-- Directions --
Go through the data and copy every line in which "decoded" appears.

Collected data
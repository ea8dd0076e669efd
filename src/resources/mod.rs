//! Loading of scene files and environment images.
//!
//! [`load_gltf_asset`] fetches a glTF/GLB file plus everything it references
//! and hands the bytes to [`read_document`], which turns the document into a
//! CPU-side [`LoadedAsset`]: a [`SceneNode`] subtree, one [`MeshData`] per
//! primitive, decoded images and animation clips. GPU upload happens later on
//! the event-loop thread.

use std::collections::{HashMap, HashSet};

use anyhow::{Context, bail};
use base64::{Engine as _, engine::general_purpose::STANDARD as BASE64};
use gltf::khr_lights_punctual::Kind;
use log::{debug, info, warn};

use crate::{
    config::{AssetSource, DecoderPaths},
    data_structures::{
        animation::{AnimationClip, Channel, Keyframes},
        instance::Instance,
        scene_graph::{
            ColorEncoding, LightKind, LightNode, Material, MeshNode, NodeKind, SceneNode,
            TextureSlot,
        },
    },
    resources::{
        mesh::{MeshData, read_primitive},
        texture::{ImageData, decode_image},
    },
};

#[cfg(feature = "draco")]
pub mod draco;
pub mod environment;
pub mod ktx;
pub mod mesh;
pub mod texture;

pub const DRACO_EXTENSION: &str = "KHR_draco_mesh_compression";
pub const BASISU_EXTENSION: &str = "KHR_texture_basisu";

/// What the loader may decode for a given [`AssetSource`].
#[derive(Clone, Debug, Default, PartialEq, Eq)]
pub struct LoaderCapabilities {
    pub draco: bool,
    pub decoder_paths: Option<DecoderPaths>,
}

impl LoaderCapabilities {
    pub fn for_source(source: &AssetSource) -> Self {
        if let Some(paths) = &source.decoder_paths {
            info!(
                "decoder paths for {}: draco {}, ktx2 {}",
                source.url, paths.draco, paths.ktx2
            );
        }
        Self {
            draco: source.use_compressed_assets && cfg!(feature = "draco"),
            decoder_paths: source.decoder_paths.clone(),
        }
    }
}

/// Everything parsed out of one scene file.
#[derive(Debug)]
pub struct LoadedAsset {
    /// Root group of the file's scene. Not yet attached to the viewer scene.
    pub scene: SceneNode,
    /// One entry per glTF primitive, indexed by [`MeshNode::mesh`].
    pub meshes: Vec<MeshData>,
    /// glTF images in document order, indexed by [`TextureSlot::image`].
    pub images: Vec<ImageData>,
    pub clips: Vec<AnimationClip>,
    pub extensions_used: Vec<String>,
}

/// External files of a document keyed by the URI they are referenced with.
pub type ExternalFiles = HashMap<String, Vec<u8>>;

#[cfg(target_arch = "wasm32")]
fn format_url(file_name: &str) -> anyhow::Result<reqwest::Url> {
    let window = web_sys::window().context("no window")?;
    let origin = window
        .location()
        .origin()
        .map_err(|_| anyhow::anyhow!("page origin is not available"))?;
    let base = reqwest::Url::parse(&format!("{}/assets/", origin))?;
    Ok(base.join(file_name)?)
}

/// Reads an asset from `./assets/` natively or from `<origin>/assets/` on the web.
pub async fn load_binary(file_name: &str) -> anyhow::Result<Vec<u8>> {
    #[cfg(target_arch = "wasm32")]
    let data = {
        let url = format_url(file_name)?;
        reqwest::get(url)
            .await?
            .error_for_status()
            .with_context(|| format!("fetching {file_name}"))?
            .bytes()
            .await?
            .to_vec()
    };
    #[cfg(not(target_arch = "wasm32"))]
    let data = {
        let path = std::path::Path::new("./").join("assets").join(file_name);
        tokio::fs::read(&path)
            .await
            .with_context(|| format!("reading {}", path.display()))?
    };

    Ok(data)
}

/// Resolves `uri` against the directory of `base`.
fn resolve_relative(base: &str, uri: &str) -> String {
    match base.rfind('/') {
        Some(slash) => format!("{}{}", &base[..=slash], uri),
        None => uri.to_string(),
    }
}

/// Loads the model of `source` with every external buffer and image it references.
pub async fn load_gltf_asset(source: &AssetSource) -> anyhow::Result<LoadedAsset> {
    let capabilities = LoaderCapabilities::for_source(source);
    let bytes = load_binary(&source.url).await?;
    let gltf = open_document(&bytes).with_context(|| format!("parsing {}", source.url))?;

    let fetches = external_uris(&gltf).into_iter().map(|uri| async move {
        let path = resolve_relative(&source.url, &uri);
        let data = load_binary(&path)
            .await
            .with_context(|| format!("{} references {}", source.url, uri))?;
        anyhow::Ok((uri, data))
    });
    let files: ExternalFiles = futures::future::try_join_all(fetches)
        .await?
        .into_iter()
        .collect();

    let asset = read_document(gltf, &files, &capabilities)
        .with_context(|| format!("loading {}", source.url))?;
    info!(
        "loaded {}: {} nodes, {} meshes, {} images, {} clips",
        source.url,
        asset.scene.count(),
        asset.meshes.len(),
        asset.images.len(),
        asset.clips.len()
    );
    Ok(asset)
}

/// Parses glTF JSON or GLB bytes whose external files are already in memory.
pub fn parse_gltf(
    bytes: &[u8],
    files: &ExternalFiles,
    capabilities: &LoaderCapabilities,
) -> anyhow::Result<LoadedAsset> {
    read_document(open_document(bytes)?, files, capabilities)
}

/**
 * Opens a glTF document.
 *
 * Files that require an extension the `gltf` crate does not know (Draco) fail
 * its validation even though everything else in them is well formed, so those
 * are reopened without validation and checked by [`read_document`] instead.
 */
pub fn open_document(bytes: &[u8]) -> anyhow::Result<gltf::Gltf> {
    match gltf::Gltf::from_slice(bytes) {
        Ok(gltf) => Ok(gltf),
        Err(gltf::Error::Validation(errors)) => {
            debug!("glTF validation reported {} issues, retrying unvalidated", errors.len());
            let gltf = gltf::Gltf::from_slice_without_validation(bytes)?;
            let known = [DRACO_EXTENSION, BASISU_EXTENSION];
            if let Some(unknown) = gltf
                .extensions_required()
                .find(|ext| !known.contains(ext))
            {
                bail!("required extension {unknown} is not supported");
            }
            if gltf.extensions_required().next().is_none() {
                let (path, error) = &errors[0];
                bail!("invalid glTF at {}: {:?}", path, error);
            }
            Ok(gltf)
        }
        Err(e) => Err(e.into()),
    }
}

/// URIs of buffers and images that are neither embedded nor `data:` URIs.
pub fn external_uris(gltf: &gltf::Gltf) -> Vec<String> {
    let buffers = gltf.buffers().filter_map(|buffer| match buffer.source() {
        gltf::buffer::Source::Uri(uri) => Some(uri),
        gltf::buffer::Source::Bin => None,
    });
    let images = gltf.images().filter_map(|image| match image.source() {
        gltf::image::Source::Uri { uri, .. } => Some(uri),
        gltf::image::Source::View { .. } => None,
    });
    let mut seen = HashSet::new();
    buffers
        .chain(images)
        .filter(|uri| !uri.starts_with("data:"))
        .filter(|uri| seen.insert(*uri))
        .map(str::to_string)
        .collect()
}

/// A decoded `data:[<mime>][;base64],<payload>` URI.
struct DataUri {
    mime_type: Option<String>,
    data: Vec<u8>,
}

fn parse_data_uri(uri: &str) -> Option<anyhow::Result<DataUri>> {
    uri.strip_prefix("data:").map(decode_data_uri)
}

fn decode_data_uri(rest: &str) -> anyhow::Result<DataUri> {
    let (header, payload) = rest.split_once(',').context("data URI without payload")?;
    let Some(mime) = header.strip_suffix(";base64") else {
        bail!("only base64 data URIs are supported");
    };
    let data = BASE64.decode(payload).context("invalid base64 in data URI")?;
    Ok(DataUri {
        mime_type: (!mime.is_empty()).then(|| mime.to_string()),
        data,
    })
}

fn uri_bytes(uri: &str, files: &ExternalFiles) -> anyhow::Result<(Vec<u8>, Option<String>)> {
    match parse_data_uri(uri) {
        Some(data_uri) => {
            let data_uri = data_uri?;
            Ok((data_uri.data, data_uri.mime_type))
        }
        None => files
            .get(uri)
            .map(|data| (data.clone(), None))
            .with_context(|| format!("external file {uri} was not loaded")),
    }
}

fn read_buffers(gltf: &gltf::Gltf, files: &ExternalFiles) -> anyhow::Result<Vec<Vec<u8>>> {
    let mut buffers = Vec::new();
    for buffer in gltf.buffers() {
        let mut data = match buffer.source() {
            gltf::buffer::Source::Bin => gltf
                .blob
                .clone()
                .context("GLB binary chunk missing")?,
            gltf::buffer::Source::Uri(uri) => uri_bytes(uri, files)?.0,
        };
        if data.len() < buffer.length() {
            bail!(
                "buffer {} holds {} bytes, {} declared",
                buffer.index(),
                data.len(),
                buffer.length()
            );
        }
        // the reader addresses whole 4-byte words
        while data.len() % 4 != 0 {
            data.push(0);
        }
        buffers.push(data);
    }
    Ok(buffers)
}

fn read_images(gltf: &gltf::Gltf, buffers: &[Vec<u8>], files: &ExternalFiles) -> anyhow::Result<Vec<ImageData>> {
    let mut images = Vec::new();
    for image in gltf.images() {
        let name = image
            .name()
            .map(str::to_string)
            .unwrap_or_else(|| format!("image_{}", image.index()));
        let decoded = match image.source() {
            gltf::image::Source::View { view, mime_type } => {
                let data = buffers
                    .get(view.buffer().index())
                    .and_then(|buffer| buffer.get(view.offset()..view.offset() + view.length()))
                    .with_context(|| format!("bufferView of {name} is out of range"))?;
                decode_image(&name, data, Some(mime_type))
            }
            gltf::image::Source::Uri { uri, mime_type } => {
                let (data, data_mime) = uri_bytes(uri, files)?;
                let ktx2 = uri.to_ascii_lowercase().ends_with(".ktx2");
                let mime_type = mime_type
                    .map(str::to_string)
                    .or(data_mime)
                    .or_else(|| ktx2.then(|| "image/ktx2".to_string()));
                decode_image(&name, &data, mime_type.as_deref())
            }
        };
        images.push(decoded);
    }
    Ok(images)
}

fn read_material(material: &gltf::Material) -> Material {
    let pbr = material.pbr_metallic_roughness();
    Material {
        name: material
            .name()
            .map(str::to_string)
            .or_else(|| material.index().map(|i| format!("material_{i}")))
            .unwrap_or_else(|| "default".to_string()),
        base_color_factor: pbr.base_color_factor(),
        metallic: pbr.metallic_factor(),
        roughness: pbr.roughness_factor(),
        base_color_texture: pbr
            .base_color_texture()
            .and_then(|info| texture_image(&info.texture()))
            .map(|image| TextureSlot {
                image,
                encoding: ColorEncoding::Linear,
            }),
        double_sided: material.double_sided(),
    }
}

/// The image a texture samples. With UASTC transcoding built in, the KTX2
/// image of `KHR_texture_basisu` wins over the core `source`; without it the
/// core image does, and the other one is the fallback either way.
fn texture_image(texture: &gltf::Texture) -> Option<usize> {
    let basisu = texture
        .extension_value(BASISU_EXTENSION)
        .and_then(|ext| ext.get("source"))
        .and_then(serde_json::Value::as_u64)
        .map(|source| source as usize);
    let core = texture.source().map(|image| image.index());
    if cfg!(feature = "basisu") {
        basisu.or(core)
    } else {
        core.or(basisu)
    }
}

fn read_light(light: &gltf::khr_lights_punctual::Light) -> LightNode {
    let kind = match light.kind() {
        Kind::Directional => LightKind::Directional,
        Kind::Point => LightKind::Point {
            range: light.range(),
        },
        Kind::Spot {
            inner_cone_angle,
            outer_cone_angle,
        } => LightKind::Spot {
            range: light.range(),
            inner_cone: inner_cone_angle,
            outer_cone: outer_cone_angle,
        },
    };
    LightNode::new(kind, light.color(), light.intensity())
}

fn read_extras(extras: &gltf::json::Extras) -> serde_json::Value {
    extras
        .as_ref()
        .and_then(|raw| match serde_json::from_str(raw.get()) {
            Ok(value) => Some(value),
            Err(e) => {
                warn!("ignoring unreadable extras: {e}");
                None
            }
        })
        .unwrap_or(serde_json::Value::Null)
}

/// Copies the keys of `over` into `base`. A non-object `over` replaces
/// `base` unless it is null.
fn merge_extras(base: &mut serde_json::Value, over: serde_json::Value) {
    match (base.as_object_mut(), over) {
        (_, serde_json::Value::Null) => (),
        (Some(base), serde_json::Value::Object(over)) => base.extend(over),
        (_, over) => *base = over,
    }
}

-- Response below --
//! primitive, decoded images and animation clips. GPU upload happens later on
/// A decoded `data:[<mime>][;base64],<payload>` URI.
        let decoded = match image.source() {
        images.push(decoded);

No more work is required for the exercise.